In this age of postmodernism, deconstruction, and semiological readings of cultural history in which art is too often reduced to mere “text”, it seems appropriate to examine works of art that are marked by individual authenticity. Authentic art, it must be remembered, is not a text, but has to do with inspiration and can be judged by many standards. Artists today pursue visions that, on the one hand, might seem traditional or, on the other hand, appear so outrageous as to be indecipherable to those of us who were trained to appreciate art that was designed to please the eye. Modern Odysseys provides another look at a varied terrain that has been much traveled, but little seen in a historical moment that tends to bury anything that does not conform to the standards of contemporary critical taste.
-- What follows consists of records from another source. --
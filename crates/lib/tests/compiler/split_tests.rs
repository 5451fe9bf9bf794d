//! Nested document splitting and cross-document references.

use serde_json::json;

use icbrick_lib::builder::{BuildContext, brick_fn};
use icbrick_lib::config::{CompilerConfig, Limits};
use icbrick_lib::error::CompileError;
use icbrick_lib::registry::{LogicalId, ScopePath};
use icbrick_lib::value::Value;

use super::common::{compile_with, doc_json, root_json};

fn small(max_resources: usize) -> CompilerConfig {
  CompilerConfig::new().with_export_prefix("shop").with_limits(Limits {
    max_resources,
    ..Limits::default()
  })
}

fn root() -> ScopePath {
  ScopePath::root("app")
}

fn network(ctx: &mut BuildContext<'_>, _: &Value) -> Result<Value, CompileError> {
  let vpc = ctx.resource("vpc", "AWS::EC2::VPC", Value::map([("CidrBlock", Value::from("10.0.0.0/16"))]))?;
  for name in ["subnet_a", "subnet_b"] {
    ctx.resource(name, "AWS::EC2::Subnet", Value::map([("VpcId", vpc.reference())]))?;
  }
  Ok(vpc.reference())
}

mod exports {
  use super::*;

  fn app(ctx: &mut BuildContext<'_>, _: &Value) -> Result<Value, CompileError> {
    let vpc = ctx.brick("network", &network, &Value::Null)?;
    ctx.brick(
      "service",
      &brick_fn(move |ctx, _| {
        ctx.resource("sg", "AWS::EC2::SecurityGroup", Value::map([("VpcId", vpc.clone())]))?;
        Ok(Value::Null)
      }),
      &Value::Null,
    )
  }

  #[test]
  fn largest_brick_moves_to_nested_document() {
    let out = compile_with(small(3), "app", &app, &Value::Null).unwrap();
    assert_eq!(out.templates.len(), 2);

    let network_id = LogicalId::derive(&root(), "network");
    let nested = &out.templates.nested[0];
    assert_eq!(nested.name, "app.network");
    assert_eq!(nested.file_name, format!("{}.template.json", network_id));

    let root_doc = root_json(&out);
    let stack = &root_doc["Resources"][network_id.as_str()];
    assert_eq!(stack["Type"], "AWS::CloudFormation::Stack");
    assert_eq!(stack["Properties"]["TemplateURL"], nested.file_name.as_str());
    assert_eq!(doc_json(nested)["Resources"].as_object().unwrap().len(), 3);
  }

  #[test]
  fn sibling_reference_becomes_import() {
    let out = compile_with(small(3), "app", &app, &Value::Null).unwrap();
    let network_id = LogicalId::derive(&root(), "network");
    let vpc = LogicalId::derive(&root().child("network"), "vpc");
    let sg = LogicalId::derive(&root().child("service"), "sg");
    let export = format!("shop-{}-Ref", vpc);

    let nested = doc_json(&out.templates.nested[0]);
    assert_eq!(
      nested["Outputs"][format!("E{}Ref", vpc)],
      json!({ "Value": { "Ref": vpc.as_str() }, "Export": { "Name": export } })
    );

    let root_doc = root_json(&out);
    let consumer = &root_doc["Resources"][sg.as_str()];
    assert_eq!(consumer["Properties"]["VpcId"], json!({ "Fn::ImportValue": export }));
    assert_eq!(consumer["DependsOn"], json!([network_id.as_str()]));
  }

  #[test]
  fn metadata_points_at_nested_template() {
    let out = compile_with(small(3), "app", &app, &Value::Null).unwrap();
    let tree = &root_json(&out)["Metadata"]["bricks"];
    assert_eq!(tree["children"][0]["name"], "network");
    assert_eq!(tree["children"][0]["type"], "AWS::CloudFormation::Stack");
    assert_eq!(tree["children"][0]["template"], out.templates.nested[0].file_name.as_str());
    assert_eq!(tree["children"][1]["children"][0]["name"], "sg");
  }

  #[test]
  fn split_output_is_deterministic() {
    let a = compile_with(small(3), "app", &app, &Value::Null).unwrap();
    let b = compile_with(small(3), "app", &app, &Value::Null).unwrap();
    assert_eq!(a.templates, b.templates);
  }
}

mod parameters {
  use super::*;

  fn app(ctx: &mut BuildContext<'_>, _: &Value) -> Result<Value, CompileError> {
    let logs = ctx.resource("logs", "AWS::S3::Bucket", Value::Null)?;
    let secret = ctx.sensitive("DbPassword", &Value::from("hunter2"))?;
    let arn = logs.attr("Arn");
    ctx.brick(
      "data",
      &brick_fn(move |ctx, _| {
        for name in ["primary", "replica", "reporting"] {
          ctx.resource(
            name,
            "AWS::RDS::DBInstance",
            Value::map([("MasterUserPassword", secret.clone()), ("LogBucketArn", arn.clone())]),
          )?;
        }
        Ok(Value::Null)
      }),
      &Value::Null,
    )
  }

  #[test]
  fn ancestor_values_pass_down_as_parameters() {
    let out = compile_with(small(3), "app", &app, &Value::Null).unwrap();
    assert_eq!(out.templates.len(), 2);

    let logs = LogicalId::derive(&root(), "logs");
    let data = LogicalId::derive(&root(), "data");
    let param = format!("P{}Arn", logs);

    let root_doc = root_json(&out);
    let stack = &root_doc["Resources"][data.as_str()];
    assert_eq!(
      stack["Properties"]["Parameters"][param.as_str()],
      json!({ "Fn::GetAtt": [logs.as_str(), "Arn"] })
    );
    assert_eq!(root_doc["Metadata"]["order"], json!([logs.as_str(), data.as_str()]));

    let nested = doc_json(&out.templates.nested[0]);
    assert_eq!(nested["Parameters"][param.as_str()], json!({ "Type": "String" }));
    let primary = LogicalId::derive(&root().child("data"), "primary");
    assert_eq!(
      nested["Resources"][primary.as_str()]["Properties"]["LogBucketArn"],
      json!({ "Ref": param })
    );
  }

  #[test]
  fn sensitive_parameters_stay_no_echo() {
    let out = compile_with(small(3), "app", &app, &Value::Null).unwrap();
    let data = LogicalId::derive(&root(), "data");

    let root_doc = root_json(&out);
    assert_eq!(root_doc["Parameters"]["DbPassword"]["NoEcho"], true);
    assert_eq!(
      root_doc["Resources"][data.as_str()]["Properties"]["Parameters"]["DbPassword"],
      json!({ "Ref": "DbPassword" })
    );

    let nested = doc_json(&out.templates.nested[0]);
    assert_eq!(nested["Parameters"]["DbPassword"], json!({ "Type": "String", "NoEcho": true }));
    for doc in out.templates.documents() {
      assert!(!doc.body.contains("hunter2"));
    }
  }
}

mod limits {
  use super::*;

  #[test]
  fn root_resources_cannot_be_split() {
    let app = brick_fn(|ctx, _| {
      for name in ["a", "b", "c"] {
        ctx.resource(name, "AWS::SQS::Queue", Value::Null)?;
      }
      Ok(Value::Null)
    });
    match compile_with(small(2), "app", &app, &Value::Null).unwrap_err() {
      CompileError::TemplateSizeExceeded {
        document,
        limit,
        actual,
        max,
      } => {
        assert_eq!(document, "app");
        assert_eq!(limit, "max_resources");
        assert_eq!((actual, max), (3, 2));
      }
      other => panic!("expected TemplateSizeExceeded, got {other:?}"),
    }
  }

  #[test]
  fn nested_bricks_split_recursively() {
    let app = brick_fn(|ctx, _| {
      ctx.brick(
        "outer",
        &brick_fn(|ctx, _| {
          ctx.resource("own", "AWS::SQS::Queue", Value::Null)?;
          ctx.brick("inner", &network, &Value::Null)
        }),
        &Value::Null,
      )
    });
    let out = compile_with(small(3), "app", &app, &Value::Null).unwrap();
    assert_eq!(out.templates.len(), 3);
    let names: Vec<&str> = out.templates.documents().map(|d| d.name.as_str()).collect();
    assert_eq!(names, vec!["app", "app.outer", "app.outer.inner"]);
  }

  #[test]
  fn within_limits_stays_single_document() {
    let out = compile_with(small(3), "app", &network, &Value::Null).unwrap();
    assert_eq!(out.templates.len(), 1);
    assert!(out.templates.nested.is_empty());
  }
}

mod interlocked {
  use super::*;

  /// `inner.a` reads the root topic, and the topic reads `inner.b`. The
  /// resources are acyclic, but a nested `inner` stack would have to wait
  /// on the topic while the topic waits on the stack.
  fn interlocked(ctx: &mut BuildContext<'_>, with_side: bool) -> Result<Value, CompileError> {
    let topic = ctx.forward_ref("topic")?;
    let b = ctx.forward_ref_in(&ctx.scope().child("inner"), "b")?;
    ctx.brick(
      "inner",
      &brick_fn(move |ctx, _| {
        ctx.resource("a", "AWS::SNS::Subscription", Value::map([("TopicArn", topic.reference())]))?;
        ctx.resource("b", "AWS::SQS::Queue", Value::Null)?;
        ctx.resource("c", "AWS::SQS::Queue", Value::Null)?;
        Ok(Value::Null)
      }),
      &Value::Null,
    )?;
    ctx.resource("topic", "AWS::SNS::Topic", Value::map([("DeadLetterArn", b.attr("Arn"))]))?;
    if with_side {
      ctx.brick(
        "side",
        &brick_fn(|ctx, _| {
          ctx.resource("x", "AWS::SQS::Queue", Value::Null)?;
          ctx.resource("y", "AWS::SQS::Queue", Value::Null)?;
          Ok(Value::Null)
        }),
        &Value::Null,
      )?;
    }
    Ok(Value::Null)
  }

  #[test]
  fn compiles_unsplit() {
    let app = brick_fn(|ctx, _| interlocked(ctx, false));
    let out = compile_with(CompilerConfig::new(), "app", &app, &Value::Null).unwrap();
    assert_eq!(out.templates.len(), 1);
  }

  #[test]
  fn no_acyclic_split_is_a_size_error() {
    let app = brick_fn(|ctx, _| interlocked(ctx, false));
    match compile_with(small(3), "app", &app, &Value::Null).unwrap_err() {
      CompileError::TemplateSizeExceeded {
        document,
        limit,
        actual,
        max,
      } => {
        assert_eq!(document, "app");
        assert_eq!(limit, "max_resources");
        assert_eq!((actual, max), (4, 3));
      }
      other => panic!("expected TemplateSizeExceeded, got {other:?}"),
    }
  }

  #[test]
  fn next_heaviest_brick_is_split_instead() {
    let app = brick_fn(|ctx, _| interlocked(ctx, true));
    let out = compile_with(small(5), "app", &app, &Value::Null).unwrap();
    assert_eq!(out.templates.len(), 2);
    assert_eq!(out.templates.nested[0].name, "app.side");

    let root_doc = root_json(&out);
    let inner_b = LogicalId::derive(&root().child("inner"), "b");
    assert!(root_doc["Resources"][inner_b.as_str()].is_object());
  }
}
Although some of the artists presented here have received acclaim and continue to do so today, too many have been relegated to an indistinct realm of the past. Modern Odysseys retrieves them in a context of an exploration of identity that is wholly contemporary.
Peter Selz
(1) George Seferis, On the Greek Style (Botton: Little, Brown, 1966) p.4.
(2) Kenneth Sawyer, Stamos (Paris: Editions George Fall, 1960), p.23.
(3) Michael Lekakis, quoted in Growings (New York: Foundation for Hellenic Culture, 1996), n.p.
(4) Peter Selz, 2 Pittori 2 Scultori (Venice: XXXI Biennale di Venezia, 1962), n.p.